Build a product with only the necessary features to get money and feedback from early adopters.
8x Entrepreneur, Author, Customer Development Expert
For web and mobile products, build a low fidelity prototype for customer feedback.
An MVP is not an alpha or a beta.
Minimum viable product is not version 1.0, rather minimum 1.0.
Lesson: Customer Development with Steve Blank
Step #8 MV Product: Build a product with only the necessary features to get money and feedback from early adopters
This is where the difference between physical and web mobile channels first come into play. The MVP for a physical channel that is something you sell directly through stores and with a direct sales force is very different from something that you might be building for the web or even more so for a mobile channel.
So in a physical channel what you really want to have is something that the customers can touch and feel because you're going to be out talking to them and well you can certainly go out with a PowerPoint deck with a photo of what the product is going to look like, etc. My advice always is, invest a day or two to in building something even if it's out of Styrofoam and cardboard.
Or if it's something as small as a chip, a micro-photograph or a micro-photograph of a proposed die layout. That is almost for any physical product you should probably be going out and trying to get some reaction based on something people can see and touch.
In doing that you're going to test your understanding of the problem, test your understanding of the solution and when you do that it's going to prove that it solves the core problem for the customers. You're going to learn what the minimum set of features are from the early evangelists.
In a physical channel, this requires lots of interviews demos and prototypes and lots of eyeball contact.
In a web or mobile product instead of building a physical prototype you need to have a "low fidelity" app or website available for customer feedback. What does "low fidelity" mean? Well, that's just kind of my description of, you don't need an entire finished website but you should at least have a wireframe.
If you don't have a wireframe, you should at least have a PowerPoint of mock ups or flash demo or something so that people could see not only what you're describing in words but actually can say "Oh, I get it." Now remember, don't demo that first. Your goal here is to first understand the problem.
I make people, sometimes, who like to give demos leave all that stuff home when you're first having the problem discussion.
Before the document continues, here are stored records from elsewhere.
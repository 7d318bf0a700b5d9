//! Resource layer for a kernel-bypass, zero-copy packet switch.
//!
//! Interfaces are bound as [`Port`]s (one independently pollable ring
//! descriptor per hardware queue, all sharing a single memory mapping) and
//! registered in a fixed-capacity [`Switch`] table. [`Worker`] threads each
//! own a disjoint set of claimed rings and forward packets between them by
//! swapping buffer indexes, so the data path needs no locks. The forwarding
//! decision itself is pluggable via [`ForwardPolicy`].
//!
//! Backends implement [`device::Device`]; the in-tree [`sim::SimFabric`]
//! emulates a NIC fabric for tests and demos.

pub mod device;
pub mod errors;
pub mod port;
pub mod ring;
pub mod sim;
pub mod switch;
pub mod worker;

pub use errors::{Error, Result};
pub use port::{Port, RingGrant};
pub use switch::{MAX_PORTS, PortId, Switch};
pub use worker::{
    ForwardPolicy, PacketView, ShutdownToken, Worker, WorkerEvent, WorkerHandle, WorkerState,
};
The minute you get into the "Well, would something like this solve your problem," for a web mobile app, you really want it to get feedback on a low fidelity app as quickly as possible.
When we teach this as a class, literally by the second week of the class, if you're building a web and mobile app you have to have your site or wireframe up and running so that people can actually see it and give you feedback.
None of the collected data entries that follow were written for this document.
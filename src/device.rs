//! The device-facing seam: registration requests and open ring descriptors.
//!
//! A backend (the in-tree simulated fabric, or a kernel-bypass driver) only
//! has to implement [`Device::open`]; everything above it, from ports to
//! the port table to workers, is backend-agnostic.

use std::sync::Arc as StdArc;
use std::sync::atomic::{AtomicBool, Ordering};

use nix::sys::eventfd::EventFd;
use triomphe::Arc;

use crate::errors::Result;
use crate::ring::{MemRegion, Ring};

/// Interface names are bounded like the kernel's.
pub const IFNAMSIZ: usize = libc::IFNAMSIZ;

/// What the device actually granted for a registration.
#[derive(Clone, Copy, Debug)]
pub struct RegInfo {
    pub rings: u16,
    pub slots: u32,
}

/// Whether a registration binds every hardware queue or exactly one.
#[derive(Clone, Copy, Debug, Default, PartialEq, Eq)]
pub enum Bind {
    #[default]
    All,
    Queue(u16),
}

/// Whether the open establishes a fresh memory mapping or reuses one the
/// caller already holds (the no-remap path, and the way two interfaces come
/// to share a single buffer pool).
#[derive(Clone, Default)]
pub enum MemMode {
    #[default]
    Map,
    Reuse(Arc<MemRegion>),
}

impl std::fmt::Debug for MemMode {
    fn fmt(&self, f: &mut std::fmt::Formatter<'_>) -> std::fmt::Result {
        match self {
            MemMode::Map => write!(f, "Map"),
            MemMode::Reuse(r) => write!(f, "Reuse(region {})", r.id()),
        }
    }
}

/// A registration request: desired ring and per-ring slot counts plus the
/// binding and memory modes.
#[derive(Clone, Debug)]
pub struct OpenSpec {
    pub rings: u16,
    pub slots: u32,
    pub bind: Bind,
    pub mem: MemMode,
}

impl OpenSpec {
    pub fn new(rings: u16, slots: u32) -> Self {
        Self {
            rings,
            slots,
            bind: Bind::All,
            mem: MemMode::Map,
        }
    }

    pub fn bind(mut self, bind: Bind) -> Self {
        self.bind = bind;
        self
    }

    pub fn mem(mut self, mem: MemMode) -> Self {
        self.mem = mem;
        self
    }
}

/// A packet device that can be registered against.
pub trait Device: Send + Sync {
    fn open(&self, iface: &str, spec: &OpenSpec) -> Result<RingDesc>;
}

/// Close bookkeeping for one open descriptor. Dropping the guard is the
/// close; it runs exactly once.
pub struct OpenGuard {
    closer: Option<Box<dyn FnOnce() + Send>>,
}

impl OpenGuard {
    pub fn new(closer: impl FnOnce() + Send + 'static) -> Self {
        Self {
            closer: Some(Box::new(closer)),
        }
    }

    pub fn noop() -> Self {
        Self { closer: None }
    }
}

impl Drop for OpenGuard {
    fn drop(&mut self) {
        if let Some(close) = self.closer.take() {
            close();
        }
    }
}

/// One open handle onto a device: the granted registration, the shared
/// memory region, one receive and one transmit ring, and the poll handle
/// that reports receive readiness.
///
/// For a [`Bind::All`] registration the ring views are those of queue 0;
/// such descriptors exist to be read for their registration state and
/// closed (the baseline open of the port binding protocol).
pub struct RingDesc {
    queue: u16,
    info: RegInfo,
    region: Arc<MemRegion>,
    rx: Arc<Ring>,
    tx: Arc<Ring>,
    irq: StdArc<EventFd>,
    doorbell: StdArc<EventFd>,
    alive: StdArc<AtomicBool>,
    pub(crate) claimed: bool,
    _guard: OpenGuard,
}

impl RingDesc {
    pub fn new(
        queue: u16,
        info: RegInfo,
        region: Arc<MemRegion>,
        rx: Arc<Ring>,
        tx: Arc<Ring>,
        irq: StdArc<EventFd>,
        doorbell: StdArc<EventFd>,
        alive: StdArc<AtomicBool>,
        guard: OpenGuard,
    ) -> Self {
        Self {
            queue,
            info,
            region,
            rx,
            tx,
            irq,
            doorbell,
            alive,
            claimed: false,
            _guard: guard,
        }
    }

    pub fn queue(&self) -> u16 {
        self.queue
    }

    pub fn info(&self) -> RegInfo {
        self.info
    }

    pub fn region(&self) -> &Arc<MemRegion> {
        &self.region
    }

    pub fn rx(&self) -> &Arc<Ring> {
        &self.rx
    }

    pub fn tx(&self) -> &Arc<Ring> {
        &self.tx
    }

    pub fn irq(&self) -> &StdArc<EventFd> {
        &self.irq
    }

    pub fn doorbell(&self) -> &StdArc<EventFd> {
        &self.doorbell
    }

    pub fn alive(&self) -> &StdArc<AtomicBool> {
        &self.alive
    }

    pub fn is_alive(&self) -> bool {
        self.alive.load(Ordering::Acquire)
    }
}

impl std::fmt::Debug for RingDesc {
    fn fmt(&self, f: &mut std::fmt::Formatter<'_>) -> std::fmt::Result {
        f.debug_struct("RingDesc")
            .field("queue", &self.queue)
            .field("region", &self.region.id())
            .field("claimed", &self.claimed)
            .finish()
    }
}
Later on you're going to build what I call the "high fidelity" app and that tests your understanding of a solution. This actually has most of the features, might not have help files, the graphics might not be complete but a high fidelity app gives you more resolution on "We really didn't like that color," "that button was in the wrong place," etc.
This helps you avoid building products no one wants and it maximizes the learning per time spent on the product and on customers. Now why you're doing all this is to define the "Minimum Viable Product" or sometimes called the MVP for short.
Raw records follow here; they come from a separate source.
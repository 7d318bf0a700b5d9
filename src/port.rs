//! A switch port: one interface opened as N independently pollable
//! single-queue descriptors sharing one memory mapping.

use std::sync::Arc as StdArc;
use std::sync::atomic::AtomicBool;

use arrayvec::ArrayString;
use nix::sys::eventfd::EventFd;
use tracing::debug;
use triomphe::Arc;

use crate::device::{Bind, Device, IFNAMSIZ, MemMode, OpenSpec, RingDesc};
use crate::errors::{Error, Result};
use crate::ring::{MemRegion, Ring};

/// Exclusive use of one hardware queue of a port: the poll handle, the
/// receive and transmit rings, and the region they allocate from. This is
/// what a worker owns; it exists only between [`Port::claim`] and
/// [`Port::release`].
pub struct RingGrant {
    pub(crate) iface: ArrayString<IFNAMSIZ>,
    pub(crate) queue: u16,
    pub(crate) region: Arc<MemRegion>,
    pub(crate) rx: Arc<Ring>,
    pub(crate) tx: Arc<Ring>,
    pub(crate) irq: StdArc<EventFd>,
    pub(crate) doorbell: StdArc<EventFd>,
    pub(crate) alive: StdArc<AtomicBool>,
}

impl RingGrant {
    pub fn iface(&self) -> &str {
        &self.iface
    }

    pub fn queue(&self) -> u16 {
        self.queue
    }

    pub fn region(&self) -> &Arc<MemRegion> {
        &self.region
    }
}

impl std::fmt::Debug for RingGrant {
    fn fmt(&self, f: &mut std::fmt::Formatter<'_>) -> std::fmt::Result {
        f.debug_struct("RingGrant")
            .field("iface", &self.iface.as_str())
            .field("queue", &self.queue)
            .finish()
    }
}

/// One network interface bound into the switch: a reference count, the
/// bounded interface name, and one ring descriptor per hardware queue.
pub struct Port {
    iface: ArrayString<IFNAMSIZ>,
    refs: u32,
    rings: Vec<RingDesc>,
}

impl Port {
    /// Binds `iface` as `rings` independently owned queue descriptors over
    /// one shared mapping.
    ///
    /// The interface is first registered whole to validate capability and
    /// capture registration defaults (inheriting `master`'s buffer pool
    /// when given, so two ports can exchange buffers zero-copy); that
    /// baseline descriptor is closed immediately. Queue 0 is then re-opened
    /// in single-queue mode as the pool anchor, and every further queue is
    /// re-opened against the anchor's region so the mapping is never
    /// duplicated.
    ///
    /// On any failure every descriptor opened so far is closed before the
    /// error is returned; a half-bound port never leaks.
    pub fn create(
        dev: &dyn Device,
        iface: &str,
        rings: u16,
        slots: u32,
        master: Option<&Port>,
    ) -> Result<Port> {
        if iface.is_empty() {
            return Err(Error::InvalidArgument("empty interface name"));
        }
        if rings == 0 || slots == 0 {
            return Err(Error::InvalidArgument("zero rings or slots"));
        }
        let name = ArrayString::from(iface)
            .map_err(|_| Error::InvalidArgument("interface name too long"))?;

        let mem = master
            .map(|p| MemMode::Reuse(p.region().clone()))
            .unwrap_or(MemMode::Map);
        let baseline = dev.open(iface, &OpenSpec::new(rings, slots).mem(mem))?;
        let granted = baseline.info();
        let pool = baseline.region().clone();
        // The baseline registration exists only for its defaults and, when a
        // master was given, to anchor the shared pool.
        drop(baseline);

        let mut descs: Vec<RingDesc> = Vec::with_capacity(rings as usize);
        for q in 0..rings {
            let region = descs
                .first()
                .map(|anchor| anchor.region().clone())
                .unwrap_or_else(|| pool.clone());
            let spec = OpenSpec::new(rings, granted.slots)
                .bind(Bind::Queue(q))
                .mem(MemMode::Reuse(region));
            // `?` drops `descs`, closing queues 0..q.
            let desc = dev.open(iface, &spec)?;
            debug_assert_eq!(desc.region().id(), pool.id());
            descs.push(desc);
        }

        debug!(iface, rings, slots = granted.slots, "port bound");
        Ok(Port {
            iface: name,
            refs: 0,
            rings: descs,
        })
    }

    pub fn iface(&self) -> &str {
        &self.iface
    }

    pub fn ring_count(&self) -> u16 {
        self.rings.len() as u16
    }

    /// Workers currently holding one of this port's rings.
    pub fn refs(&self) -> u32 {
        self.refs
    }

    /// The buffer pool shared by every ring of this port.
    pub fn region(&self) -> &Arc<MemRegion> {
        self.rings[0].region()
    }

    pub fn ring(&self, queue: u16) -> Option<&RingDesc> {
        self.rings.get(queue as usize)
    }

    /// Hands queue `queue` to a worker, bumping the reference count. A
    /// queue can be out only once; claiming it again is `Busy`.
    pub fn claim(&mut self, queue: u16) -> Result<RingGrant> {
        let iface = self.iface;
        let desc = self
            .rings
            .get_mut(queue as usize)
            .ok_or(Error::InvalidArgument("no such queue"))?;
        if desc.claimed {
            return Err(Error::Busy(iface.to_string()));
        }
        desc.claimed = true;
        self.refs += 1;
        Ok(RingGrant {
            iface,
            queue,
            region: desc.region().clone(),
            rx: desc.rx().clone(),
            tx: desc.tx().clone(),
            irq: desc.irq().clone(),
            doorbell: desc.doorbell().clone(),
            alive: desc.alive().clone(),
        })
    }

    /// Takes a grant back and drops the reference count.
    pub fn release(&mut self, grant: RingGrant) -> Result<()> {
        if grant.iface.as_str() != self.iface.as_str() {
            return Err(Error::InvalidArgument("grant belongs to another port"));
        }
        let desc = self
            .rings
            .get_mut(grant.queue as usize)
            .ok_or(Error::InvalidArgument("no such queue"))?;
        if !desc.claimed {
            return Err(Error::InvalidArgument("queue is not claimed"));
        }
        desc.claimed = false;
        self.refs -= 1;
        Ok(())
    }
}

impl Drop for Port {
    fn drop(&mut self) {
        debug_assert_eq!(self.refs, 0, "port destroyed while referenced");
        debug!(iface = self.iface.as_str(), "port closed");
    }
}

impl std::fmt::Debug for Port {
    fn fmt(&self, f: &mut std::fmt::Formatter<'_>) -> std::fmt::Result {
        f.debug_struct("Port")
            .field("iface", &self.iface.as_str())
            .field("refs", &self.refs)
            .field("rings", &self.rings.len())
            .finish()
    }
}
The MVP basically is what product or service you're building in your first instance that's delivered to customers. The MVP is not in alpha or beta, it's a big idea. In the old days, the product development process would go from seed funding to concept to a market requirements document to an engineering requirements document and blow out into an entire waterfall development process.
Part of those steps were alpha tests, beta tests and first customer ship. You'd be shipping and telling customers "Here's a buggy, unfinished product, why don't you test it for me." Then you'd always argue with sales about whether you should charge for it or not.
The MVP is actually quite different. The MVP says, "No, no, no, were not specing a version 1.0 product that has a spec 18 pages long," were actually doing the work outside the building first and trying to understand what's the minimum version of a version 1.0.
Not what engineering or the founders thought but what is it that customers are going to tell us, they'll pay for a use now, and while it might be "a beta product", we never use that word. We actually tell customers it's a "minimum viable product".